SUPPLIED INFORMATION:

┌──

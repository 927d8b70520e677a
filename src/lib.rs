pub mod database_ops;
pub mod feed;
pub mod logging;
pub mod normalization;

pub mod util {
    pub mod env;
}

use std::path::Path;

use anyhow::Result;
use tracing::{info, warn};

use database_ops::{sync_batch, Db, SyncReport};
use feed::{load_feed, Rejection};
use normalization::normalize;

/// Everything one pipeline run produced, for the caller to print or inspect.
pub struct RunSummary {
    pub parsed: usize,
    pub rejections: Vec<Rejection>,
    pub report: SyncReport,
}

/// One full pipeline run: read the feed, parse, normalize, reconcile.
///
/// Element-level rejections and bulk-write failures land in the summary;
/// only unreadable/ill-formed input propagates as an error. The store
/// connection is the caller's: acquired before parse work starts, dropped
/// when the caller exits.
pub async fn run_sync(db: &Db, feed_path: &Path) -> Result<RunSummary> {
    let feed::ParsedFeed {
        products,
        rejections,
    } = load_feed(feed_path)?;

    for rejection in &rejections {
        warn!(reason = %rejection.reason, "skipped catalog record");
    }

    let batch: Vec<_> = products.into_iter().map(normalize).collect();
    let report = sync_batch(db, &batch).await;
    info!(
        parsed = batch.len(),
        rejected = rejections.len(),
        inserted = report.inserted,
        modified = report.modified,
        "catalog sync finished"
    );

    Ok(RunSummary {
        parsed: batch.len(),
        rejections,
        report,
    })
}
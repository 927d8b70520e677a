use std::path::{Path, PathBuf};

use anyhow::Result;
use clap::{Parser, Subcommand};

use catalog_sync::database_ops::Db;
use catalog_sync::feed::{self, ParsedFeed};
use catalog_sync::logging::init_tracing;
use catalog_sync::normalization::normalize;
use catalog_sync::util::env;
use catalog_sync::{run_sync, RunSummary};

#[derive(Parser, Debug)]
#[command(name = "catalog-sync", version, about = "Vendor catalog import and sync CLI")]
struct Cli {
    #[command(subcommand)]
    command: Commands,
}

#[derive(Subcommand, Debug)]
#[command(rename_all = "kebab-case")]
enum Commands {
    /// Parse a catalog feed and reconcile it into the product store
    Sync {
        /// Path to the vendor XML feed
        #[arg(long)]
        feed: PathBuf,
        /// Optional override for the database URL
        #[arg(long)]
        db_url: Option<String>,
        /// Pool size; one bulk call needs very little
        #[arg(long, default_value_t = 5)]
        max_connections: u32,
    },
    /// Parse and validate a feed without touching the store
    Lint {
        /// Path to the vendor XML feed
        #[arg(long)]
        feed: PathBuf,
        /// Emit the normalized batch and rejections as JSON
        #[arg(long, default_value_t = false)]
        json: bool,
    },
    /// Print row counts for the products table
    DbCounts {
        /// Optional override for the database URL
        #[arg(long)]
        db_url: Option<String>,
    },
    /// Fetch one stored product by stock code
    Lookup {
        stock_code: String,
        /// Optional override for the database URL
        #[arg(long)]
        db_url: Option<String>,
    },
}

fn resolve_db_url(flag: Option<String>) -> Result<String> {
    match flag {
        Some(url) => Ok(url),
        None => env::db_url(),
    }
}

fn print_rejections(summary_rejections: &[feed::Rejection]) {
    for rejection in summary_rejections {
        eprintln!("rejected record ({}):\n{}\n", rejection.reason, rejection.source);
    }
}

fn summary_line(summary: &RunSummary) -> String {
    let mut parts = Vec::new();
    if summary.report.inserted > 0 {
        parts.push(format!("{} inserted", summary.report.inserted));
    }
    if summary.report.modified > 0 {
        parts.push(format!("{} modified", summary.report.modified));
    }
    if !summary.rejections.is_empty() {
        parts.push(format!("{} rejected", summary.rejections.len()));
    }
    if parts.is_empty() {
        "catalog sync: no changes".to_string()
    } else {
        format!("catalog sync: {}", parts.join(", "))
    }
}

async fn sync_cmd(feed_path: &Path, db_url: Option<String>, max_connections: u32) -> Result<()> {
    let url = resolve_db_url(db_url)?;
    // Connect before any parse work is spent; a dead store aborts here.
    let db = Db::connect(&url, max_connections).await?;
    db.ensure_schema().await?;

    let summary = run_sync(&db, feed_path).await?;
    print_rejections(&summary.rejections);
    for failure in &summary.report.failures {
        eprintln!(
            "bulk write failure: {} records starting at {}: {}",
            failure.records, failure.first_stock_code, failure.error
        );
    }
    println!("{}", summary_line(&summary));
    Ok(())
}

fn lint_cmd(feed_path: &Path, json: bool) -> Result<()> {
    let ParsedFeed {
        products,
        rejections,
    } = feed::load_feed(feed_path)?;
    let batch: Vec<_> = products.into_iter().map(normalize).collect();

    if json {
        let doc = serde_json::json!({ "products": batch, "rejections": rejections });
        println!("{}", serde_json::to_string_pretty(&doc)?);
    } else {
        print_rejections(&rejections);
        println!(
            "feed ok: {} valid records, {} rejected",
            batch.len(),
            rejections.len()
        );
    }
    Ok(())
}

async fn db_counts_cmd(db_url: Option<String>) -> Result<()> {
    let url = resolve_db_url(db_url)?;
    let db = Db::connect(&url, 2).await?;
    db.ensure_schema().await?;
    let counts = db.counts().await?;
    println!(
        "products: {} ({} discounted, {} out of stock)",
        counts.products, counts.discounted, counts.out_of_stock
    );
    Ok(())
}

async fn lookup_cmd(stock_code: &str, db_url: Option<String>) -> Result<()> {
    let url = resolve_db_url(db_url)?;
    let db = Db::connect(&url, 2).await?;
    match db.find_by_stock_code(stock_code).await? {
        Some(product) => println!("{}", serde_json::to_string_pretty(&product)?),
        None => eprintln!("no product with stock code {stock_code}"),
    }
    Ok(())
}

#[tokio::main]
async fn main() -> Result<()> {
    env::init_env();
    init_tracing("info")?;

    let cli = Cli::parse();
    match cli.command {
        Commands::Sync {
            feed,
            db_url,
            max_connections,
        } => sync_cmd(&feed, db_url, max_connections).await,
        Commands::Lint { feed, json } => lint_cmd(&feed, json),
        Commands::DbCounts { db_url } => db_counts_cmd(db_url).await,
        Commands::Lookup { stock_code, db_url } => lookup_cmd(&stock_code, db_url).await,
    }
}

└──

PROBLEM TO SOLVE:
Keep every word the same and copy out all of the entries.

SOLUTION FOR THIS TASK:
repository 927d8b70520e677a
filename src/lib.rs
pub mod database_ops;
pub mod feed;
pub mod logging;
pub mod normalization;

pub mod util {
    pub mod env;
}

use std::path::Path;

use anyhow::Result;
use tracing::{info, warn};

use database_ops::{sync_batch, Db, SyncReport};
use feed::{load_feed, Rejection};
use normalization::normalize;

/// Everything one pipeline run produced, for the caller to print or inspect.
pub struct RunSummary {
    pub parsed: usize,
    pub rejections: Vec<Rejection>,
    pub report: SyncReport,
}

/// One full pipeline run: read the feed, parse, normalize, reconcile.
///
/// Element-level rejections and bulk-write failures land in the summary;
/// only unreadable/ill-formed input propagates as an error. The store
/// connection is the caller's: acquired before parse work starts, dropped
/// when the caller exits.
pub async fn run_sync(db: &Db, feed_path: &Path) -> Result<RunSummary> {
    let feed::ParsedFeed {
        products,
        rejections,
    } = load_feed(feed_path)?;

    for rejection in &rejections {
        warn!(reason = %rejection.reason, "skipped catalog record");
    }

    let batch: Vec<_> = products.into_iter().map(normalize).collect();
    let report = sync_batch(db, &batch).await;
    info!(
        parsed = batch.len(),
        rejected = rejections.len(),
        inserted = report.inserted,
        modified = report.modified,
        "catalog sync finished"
    );

    Ok(RunSummary {
        parsed: batch.len(),
        rejections,
        report,
    })
}
repository 927d8b70520e677a
use std::path::{Path, PathBuf};

use anyhow::Result;
use clap::{Parser, Subcommand};

use catalog_sync::database_ops::Db;
use catalog_sync::feed::{self, ParsedFeed};
use catalog_sync::logging::init_tracing;
use catalog_sync::normalization::normalize;
use catalog_sync::util::env;
use catalog_sync::{run_sync, RunSummary};

#[derive(Parser, Debug)]
#[command(name = "catalog-sync", version, about = "Vendor catalog import and sync CLI")]
struct Cli {
    #[command(subcommand)]
    command: Commands,
}

#[derive(Subcommand, Debug)]
#[command(rename_all = "kebab-case")]
enum Commands {
    /// Parse a catalog feed and reconcile it into the product store
    Sync {
        /// Path to the vendor XML feed
        #[arg(long)]
        feed: PathBuf,
        /// Optional override for the database URL
        #[arg(long)]
        db_url: Option<String>,
        /// Pool size; one bulk call needs very little
        #[arg(long, default_value_t = 5)]
        max_connections: u32,
    },
    /// Parse and validate a feed without touching the store
    Lint {
        /// Path to the vendor XML feed
        #[arg(long)]
        feed: PathBuf,
        /// Emit the normalized batch and rejections as JSON
        #[arg(long, default_value_t = false)]
        json: bool,
    },
    /// Print row counts for the products table
    DbCounts {
        /// Optional override for the database URL
        #[arg(long)]
        db_url: Option<String>,
    },
    /// Fetch one stored product by stock code
    Lookup {
        stock_code: String,
        /// Optional override for the database URL
        #[arg(long)]
        db_url: Option<String>,
    },
}

fn resolve_db_url(flag: Option<String>) -> Result<String> {
    match flag {
        Some(url) => Ok(url),
        None => env::db_url(),
    }
}

fn print_rejections(summary_rejections: &[feed::Rejection]) {
    for rejection in summary_rejections {
        eprintln!("rejected record ({}):\n{}\n", rejection.reason, rejection.source);
    }
}

fn summary_line(summary: &RunSummary) -> String {
    let mut parts = Vec::new();
    if summary.report.inserted > 0 {
        parts.push(format!("{} inserted", summary.report.inserted));
    }
    if summary.report.modified > 0 {
        parts.push(format!("{} modified", summary.report.modified));
    }
    if !summary.rejections.is_empty() {
        parts.push(format!("{} rejected", summary.rejections.len()));
    }
    if parts.is_empty() {
        "catalog sync: no changes".to_string()
    } else {
        format!("catalog sync: {}", parts.join(", "))
    }
}

async fn sync_cmd(feed_path: &Path, db_url: Option<String>, max_connections: u32) -> Result<()> {
    let url = resolve_db_url(db_url)?;
    // Connect before any parse work is spent; a dead store aborts here.
    let db = Db::connect(&url, max_connections).await?;
    db.ensure_schema().await?;

    let summary = run_sync(&db, feed_path).await?;
    print_rejections(&summary.rejections);
    for failure in &summary.report.failures {
        eprintln!(
            "bulk write failure: {} records starting at {}: {}",
            failure.records, failure.first_stock_code, failure.error
        );
    }
    println!("{}", summary_line(&summary));
    Ok(())
}

fn lint_cmd(feed_path: &Path, json: bool) -> Result<()> {
    let ParsedFeed {
        products,
        rejections,
    } = feed::load_feed(feed_path)?;
    let batch: Vec<_> = products.into_iter().map(normalize).collect();

    if json {
        let doc = serde_json::json!({ "products": batch, "rejections": rejections });
        println!("{}", serde_json::to_string_pretty(&doc)?);
    } else {
        print_rejections(&rejections);
        println!(
            "feed ok: {} valid records, {} rejected",
            batch.len(),
            rejections.len()
        );
    }
    Ok(())
}

async fn db_counts_cmd(db_url: Option<String>) -> Result<()> {
    let url = resolve_db_url(db_url)?;
    let db = Db::connect(&url, 2).await?;
    db.ensure_schema().await?;
    let counts = db.counts().await?;
    println!(
        "products: {} ({} discounted, {} out of stock)",
        counts.products, counts.discounted, counts.out_of_stock
    );
    Ok(())
}

async fn lookup_cmd(stock_code: &str, db_url: Option<String>) -> Result<()> {
    let url = resolve_db_url(db_url)?;
    let db = Db::connect(&url, 2).await?;
    match db.find_by_stock_code(stock_code).await? {
        Some(product) => println!("{}", serde_json::to_string_pretty(&product)?),
        None => eprintln!("no product with stock code {stock_code}"),
    }
    Ok(())
}

#[tokio::main]
async fn main() -> Result<()> {
    env::init_env();
    init_tracing("info")?;

    let cli = Cli::parse();
    match cli.command {
        Commands::Sync {
            feed,
            db_url,
            max_connections,
        } => sync_cmd(&feed, db_url, max_connections).await,
        Commands::Lint { feed, json } => lint_cmd(&feed, json),
        Commands::DbCounts { db_url } => db_counts_cmd(db_url).await,
        Commands::Lookup { stock_code, db_url } => lookup_cmd(&stock_code, db_url).await,
    }
}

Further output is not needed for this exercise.